Esercito di Azov, 1730 soldati si arrendono alla potenza russa. Tra loro anche il vicecomandante “Kalina”

Sono in tutto 1.730 i soldati ucraini dell’Azovstal – secondo fonti russe – che si sono arresi in questi giorni. Tra loro c’è anche Sviatoslav Palamar, detto Kalina, vice comandante del Battaglione Azov. Lo ha riferito il sito del ‘Kyiv Post’, citando media filo-russi.

Un gruppo di 89 soldati ucraini del battaglione Azov sono stati trasferiti in Russia, in un centro di detenzione di Taganrog, dove saranno incriminati per reati di estremismo da un tribunale militare: lo ha reso noto il sito di notizie online russo 161.ru.

Il grosso dei prigionieri – riferisce il Corriere – è stato portato con autobus nella repubblica di Donetsk, a Elenovka, in ucraino Olenivka, uno dei villaggi più pesantemente bombardato dagli ucraini fin dall’inizio del conflitto nel 2014. Lì ci sarebbe un penitenziario capace di ospitare fino a tremila reclusi.

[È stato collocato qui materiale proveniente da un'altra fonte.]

use std::collections::{BTreeMap, HashMap};

use crate::api::argument::{Action, Argument};
use crate::constant::*;
use crate::model::Class;
use crate::parser::ConfigError;

#[cfg(feature = "tracing_debug")]
use tracing::debug;

/// The arguments of one command level.
///
/// The registry owns its arguments; the lookup indices and class sequences refer to them by position.
/// It is built before parsing and read-only afterwards.
///
/// ### Example
/// ```
/// # use clapp_builder as clapp;
/// use clapp::{Argument, ArgumentRegistry, Class};
///
/// let mut registry = ArgumentRegistry::default();
/// registry.register(Argument::new("out_file").short("o").long("--output").takes(1)).unwrap();
/// registry.register(Argument::new("in_file").index(1).required(true)).unwrap();
///
/// assert_eq!(registry.lookup("-o").unwrap().name(), "out_file");
/// assert_eq!(registry.lookup("--output").unwrap().name(), "out_file");
/// assert_eq!(registry.lookup("index1").unwrap().name(), "in_file");
/// assert!(registry.lookup("-x").is_none());
/// assert_eq!(registry.names(Class::RequiredPositional), vec!["in_file"]);
/// ```
#[derive(Debug, Default)]
pub struct ArgumentRegistry<'a> {
    arguments: Vec<Argument<'a>>,
    by_name: HashMap<String, usize>,
    by_short: HashMap<String, usize>,
    by_long: HashMap<String, usize>,
    by_index: BTreeMap<usize, usize>,
    flags: Vec<usize>,
    options: Vec<usize>,
    required_options: Vec<usize>,
    positionals: Vec<usize>,
    required_positionals: Vec<usize>,
}

impl<'a> ArgumentRegistry<'a> {
    /// Register an argument.
    ///
    /// Fails when the name, a spelling or the positional index is already taken, or when a spelling is malformed.
    pub fn register(&mut self, mut argument: Argument<'a>) -> Result<(), ConfigError> {
        if argument.name.is_empty() {
            return Err(invalid_format(&argument.name, "the name must not be empty."));
        }

        if self.by_name.contains_key(&argument.name) {
            return Err(ConfigError::DuplicateName(argument.name));
        }

        if let Some(short) = argument.short.take() {
            let short = normalize_short(&argument.name, &short)?;
            self.check_spelling(&self.by_short, &short, &argument.name)?;
            argument.short.replace(short);
        }

        if let Some(long) = &argument.long {
            validate_long(&argument.name, long)?;
            self.check_spelling(&self.by_long, long, &argument.name)?;
        }

        if argument.index != 0 {
            if let Some(existing) = self.by_index.get(&argument.index) {
                return Err(ConfigError::DuplicateIndex {
                    index: argument.index,
                    existing: self.arguments[*existing].name.clone(),
                    name: argument.name,
                });
            }
        }

        let id = self.arguments.len();
        self.by_name.insert(argument.name.clone(), id);

        if let Some(short) = &argument.short {
            self.by_short.insert(short.clone(), id);
        }

        if let Some(long) = &argument.long {
            self.by_long.insert(long.clone(), id);
        }

        if argument.index != 0 {
            self.by_index.insert(argument.index, id);
        }

        match argument.class() {
            Class::Flag => self.flags.push(id),
            Class::Option => self.options.push(id),
            Class::RequiredOption => self.required_options.push(id),
            Class::Positional => self.positionals.push(id),
            Class::RequiredPositional => self.required_positionals.push(id),
        };

        #[cfg(feature = "tracing_debug")]
        {
            debug!("Registered {argument:?}.");
        }

        self.arguments.push(argument);
        Ok(())
    }

    fn check_spelling(
        &self,
        index: &HashMap<String, usize>,
        spelling: &str,
        name: &str,
    ) -> Result<(), ConfigError> {
        match index.get(spelling) {
            Some(existing) => Err(ConfigError::DuplicateSpelling {
                spelling: spelling.to_string(),
                existing: self.arguments[*existing].name.clone(),
                name: name.to_string(),
            }),
            None => Ok(()),
        }
    }

    /// Find an argument by short spelling, long spelling, name, or positional key (`index{N}`), in that order.
    pub fn lookup(&self, key: &str) -> Option<&Argument<'a>> {
        self.find(key).map(|id| &self.arguments[id])
    }

    pub(crate) fn find(&self, key: &str) -> Option<usize> {
        self.find_token(key).or_else(|| {
            key.strip_prefix(INDEX_PREFIX)
                .and_then(|n| n.parse::<usize>().ok())
                .and_then(|n| self.by_index.get(&n).copied())
        })
    }

    /// Find an argument by a command line token: its short, long or bare name.
    pub(crate) fn find_token(&self, token: &str) -> Option<usize> {
        self.by_short
            .get(token)
            .or_else(|| self.by_long.get(token))
            .or_else(|| self.by_name.get(token))
            .copied()
    }

    /// Inject the `help` (`-h`, `--help`) and `version` (`-v`, `--version`) arguments.
    ///
    /// Each is skipped when its long spelling (or name) is already registered.
    /// The short spelling is left off when already taken.
    /// Repeated calls have no further effect.
    pub fn ensure_help_and_version(&mut self) {
        self.ensure_builtin(HELP_NAME, HELP_SHORT, HELP_LONG, HELP_MESSAGE, Action::Help);
        self.ensure_builtin(
            VERSION_NAME,
            VERSION_SHORT,
            VERSION_LONG,
            VERSION_MESSAGE,
            Action::Version,
        );
    }

    fn ensure_builtin(
        &mut self,
        name: &str,
        short: &str,
        long: &str,
        help: &str,
        action: Action<'a>,
    ) {
        if self.by_long.contains_key(long) || self.by_name.contains_key(name) {
            return;
        }

        let mut argument = Argument::builtin(name, long, help, action);

        if !self.by_short.contains_key(short) {
            argument = argument.short(short);
        }

        self.register(argument)
            .expect("internal error - builtin arguments must not collide");
    }

    /// Get an argument by name.
    pub fn get(&self, name: &str) -> Option<&Argument<'a>> {
        self.by_name.get(name).map(|id| &self.arguments[*id])
    }

    /// The class of the argument with this name.
    pub fn class_of(&self, name: &str) -> Option<Class> {
        self.get(name).map(Argument::class)
    }

    /// The names of the arguments in a class, in declaration order.
    pub fn names(&self, class: Class) -> Vec<&str> {
        self.ids(class)
            .iter()
            .map(|id| self.arguments[*id].name.as_str())
            .collect()
    }

    /// Iterate all arguments in declaration order.
    pub fn iter(&self) -> impl Iterator<Item = &Argument<'a>> {
        self.arguments.iter()
    }

    /// The number of registered arguments.
    pub fn len(&self) -> usize {
        self.arguments.len()
    }

    /// Whether no arguments are registered.
    pub fn is_empty(&self) -> bool {
        self.arguments.is_empty()
    }

    pub(crate) fn ids(&self, class: Class) -> &[usize] {
        match class {
            Class::Flag => &self.flags,
            Class::Option => &self.options,
            Class::RequiredOption => &self.required_options,
            Class::Positional => &self.positionals,
            Class::RequiredPositional => &self.required_positionals,
        }
    }

    pub(crate) fn argument(&self, id: usize) -> &Argument<'a> {
        &self.arguments[id]
    }

    pub(crate) fn argument_mut(&mut self, id: usize) -> &mut Argument<'a> {
        &mut self.arguments[id]
    }

    /// The positional arguments, ascending by index.
    pub(crate) fn positional_order(&self) -> impl Iterator<Item = usize> + '_ {
        self.by_index.values().copied()
    }

    pub(crate) fn arguments(&self) -> impl Iterator<Item = (usize, &Argument<'a>)> {
        self.arguments.iter().enumerate()
    }
}
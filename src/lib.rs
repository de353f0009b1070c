//! `clapp` is a declarative command line application builder for Rust.
//!
//! Declare the arguments of your program, attach actions to them, nest sub-commands, and hand over a main entry point.
//! `clapp` takes care of the rest: tokenizing, validating the command line against the declared grammar, resolving every argument to a value, and displaying help, version and error messages.
//!
//! `clapp` deliberately keeps values as text.
//! Arguments resolve to a [`Value`]: a single token, a list of tokens, or a boolean (for presence, or absence).
//! Converting those values is left to the program.
//!
//! # Usage
//! ```no_run
#![doc = include_str!("../demos/my_app.rs")]
//! ```
//!
//! ```console
//! $ my_app -h
//! my_app v1.0
//! Testing a command line app.
//!
//! usage: my_app [-hv] [-o OUT_FILE] IN_FILE
//!
//! flags:
//!  -h, --help              Display help information.
//!  -v, --version           Display version information.
//!
//! options:
//!  -o, --output OUT_FILE   The output file.
//!
//! required arguments:
//!  IN_FILE                 The input file.
//!
//! $ my_app --output=out.txt in.txt
//! -o was passed the file: out.txt
//! starting my_app...
//! help: false
//! in_file: in.txt
//! out_file: out.txt
//! version: false
//! Done!
//!
//! $ my_app -o
//! Parse error: '-o' expected 1 value(s) but received 0.
//! -o
//!   ^
//! usage: my_app [-hv] [-o OUT_FILE] IN_FILE
//! For more information try --help
//! ```
//!
//! # Arguments
//! Each [`Argument`] has a name (the key of its value in the [`Context`]), and falls into one [`Class`]:
//! * *Flags* take no values, ex: `-V` or `--verbose`.
//! They resolve to `true` when present, and `false` otherwise.
//! * *Options* take a fixed number of values (the arity, see [`Argument::takes`]), ex: `-o out.txt`.
//! An option of arity 1 resolves to its token, and larger arities to the list of tokens.
//! * *Required options* must appear on the command line.
//! * *Positional arguments* are identified by their 1-based [`Argument::index`], and take one token each.
//! Positional tokens are assigned in ascending index order.
//! * *Required positional arguments* must appear on the command line.
//!
//! Absent arguments resolve to their [`Argument::default`], or `false` when there is none (or it is empty).
//!
//! Short spellings may be combined (`-abc` is `-a -b -c`), and any spelling may be joined to its first value (`--output=out.txt`).
//! An argument may also be given by its bare name (`out_file out.txt`).
//! A value may not start with `-`.
//!
//! Every value is reachable by the argument name, its spellings (`-o`, `--output`), or its positional key (`index1`).
//! The key `raw_args` holds the tokens handed to the command.
//!
//! # Actions
//! An argument may carry an [`Argument::action`].
//! Once the command line is validated and the context resolved, the actions of the matched arguments run in the order they were matched.
//! The first [`ActionError`] halts the run; the main callback is not invoked.
//!
//! The `-h`/`--help` and `-v`/`--version` flags are added to every command (unless their long spellings are already taken).
//! Their actions display the message and stop the run, before any validation.
//! That way `--help` works even when required arguments are missing.
//!
//! # Sub-commands
//! A [`CommandNode`] may hold sub-commands.
//! When a token at the parent level names a sub-command, parsing stops at the parent, the parent's actions run, and the remaining tokens are handed to the sub-command.
//! The sub-command's outcome is the outcome of the run (the parent's main callback is not invoked).
//!
//! ```no_run
#![doc = include_str!("../demos/deployer.rs")]
//! ```
//!
//! ```console
//! $ deployer deploy --target prod -n
//! Deploying 1 replica(s) to 'prod'.
//! (dry run - nothing changed)
//!
//! $ deployer deploy --target moon
//! Action error: unknown target 'moon'.
//!
//! $ deployer deploy -h
//! deployer deploy
//! Deploy the build to an environment.
//!
//! usage: deployer deploy [-nhv] [--replicas REPLICAS] -t TARGET
//! <truncated>
//! ```
//!
//! # Features
//! * `tracing_debug`: emit `tracing` debug events during registration, tokenization, matching and dispatch.
pub use clapp_builder::*;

Alcuni dei prigionieri sarebbero invece arrivati a Taganrog e anche a Rostov sul Don.

Sulla sorte di questi combattenti non c’è chiarezza. E’ sempre il Corriere a riferire che, secondo Mikhail Ignatov, esperto criminologo, i prigionieri saranno portati in diverse regioni per non farli rimanere assieme. «Non escludo che i peggiori banditi saranno trasferiti a Mosca». Dovranno essere interrogati separatamente, si dovranno raccogliere le testimonianze delle vittime. Insomma, a suo avviso sono tutti destinati a essere processati. «Secondo le leggi della repubblica di Donetsk», visto che i presunti crimini sarebbero stati commessi lì. Dal 2014 la Repubblica ha introdotto la pena di morte, anche se solo per alcuni casi particolari, tradimento, spionaggio e assassinio di leader politici.

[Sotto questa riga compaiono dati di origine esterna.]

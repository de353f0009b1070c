mod base;
mod interface;
mod middleware;
mod printer;

pub use base::{ActionError, ConfigError, ParseError, RunError};
pub(crate) use interface::{ConsoleInterface, UserInterface};
pub(crate) use middleware::execute;
pub(crate) use printer::{ErrorContext, Metadata, Printer};

#[cfg(test)]
pub(crate) use interface::util;
#[cfg(feature = "tracing_debug")]
use tracing::debug;

/// A token of the normalized sequence.
#[derive(Debug, Clone, PartialEq, Eq)]
pub(crate) struct Token {
    pub(crate) text: String,
    /// The index of the original token this was produced from.
    pub(crate) source: usize,
    /// The character offset into the original tokens, laid end to end.
    pub(crate) offset: usize,
}

impl Token {
    fn new(text: impl Into<String>, source: usize, offset: usize) -> Self {
        Self {
            text: text.into(),
            source,
            offset,
        }
    }

    pub(crate) fn is_dashed(&self) -> bool {
        self.text.starts_with('-')
    }
}

/// Produce the normalized token sequence.
///
/// 1. `--key=value` and `-k=value` split at the first `=`.
/// 2. `-abc` expands to `-a -b -c`.
///
/// The input is never mutated; each output token remembers where it came from.
pub(crate) fn normalize(tokens: &[&str]) -> Vec<Token> {
    let mut out = Vec::with_capacity(tokens.len());
    let mut base = 0;

    for (source, token) in tokens.iter().enumerate() {
        let (key, value) = match token.split_once('=') {
            Some((key, value)) if key.starts_with('-') => (key, Some(value)),
            _ => (*token, None),
        };

        let key_length = key.chars().count();

        if key_length > 2 && key.starts_with('-') && !key.starts_with("--") {
            for (position, c) in key.chars().enumerate().skip(1) {
                out.push(Token::new(format!("-{c}"), source, base + position));
            }
        } else {
            out.push(Token::new(key, source, base));
        }

        if let Some(value) = value {
            out.push(Token::new(value, source, base + key_length + 1));
        }

        base += token.chars().count();
    }

    #[cfg(feature = "tracing_debug")]
    {
        debug!(
            "Normalized {tokens:?} into {:?}.",
            out.iter().map(|t| t.text.as_str()).collect::<Vec<&str>>()
        );
    }

    out
}
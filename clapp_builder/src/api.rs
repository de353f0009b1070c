mod argument;
mod command;
mod registry;

pub(crate) use argument::Action;
pub use argument::Argument;
pub use command::CommandNode;
pub use registry::ArgumentRegistry;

La Croce rossa internazionale, in merito al destino dei prigionieri, ha precisato che la Cri registra l’identità dei soldati ucraini che lasciano l’Azovstal, inclusi i feriti, come richiesto dalle parti, ma non segue il trasferimento dei prigionieri di guerra nei punti in cui sono trattenuti. I soldati riempiono una scheda con il loro nome, data di nascita e parenti prossimi in modo che la Croce rossa possa tenere traccia delle persone catturate e aiutarle a mantenere i contatti con le loro famiglie.

La Croce rossa ricorda che, secondo quanto previsto dalle convenzioni di Ginevra, deve avere accesso immediato a tutti i prigionieri di guerra in tutti i posti in cui sono detenuti. La Croce rossa deve inoltre poter intervistare i prigionieri di guerra senza testimoni e la durata e frequenza di tali visite non deve essere indebitamente limitata.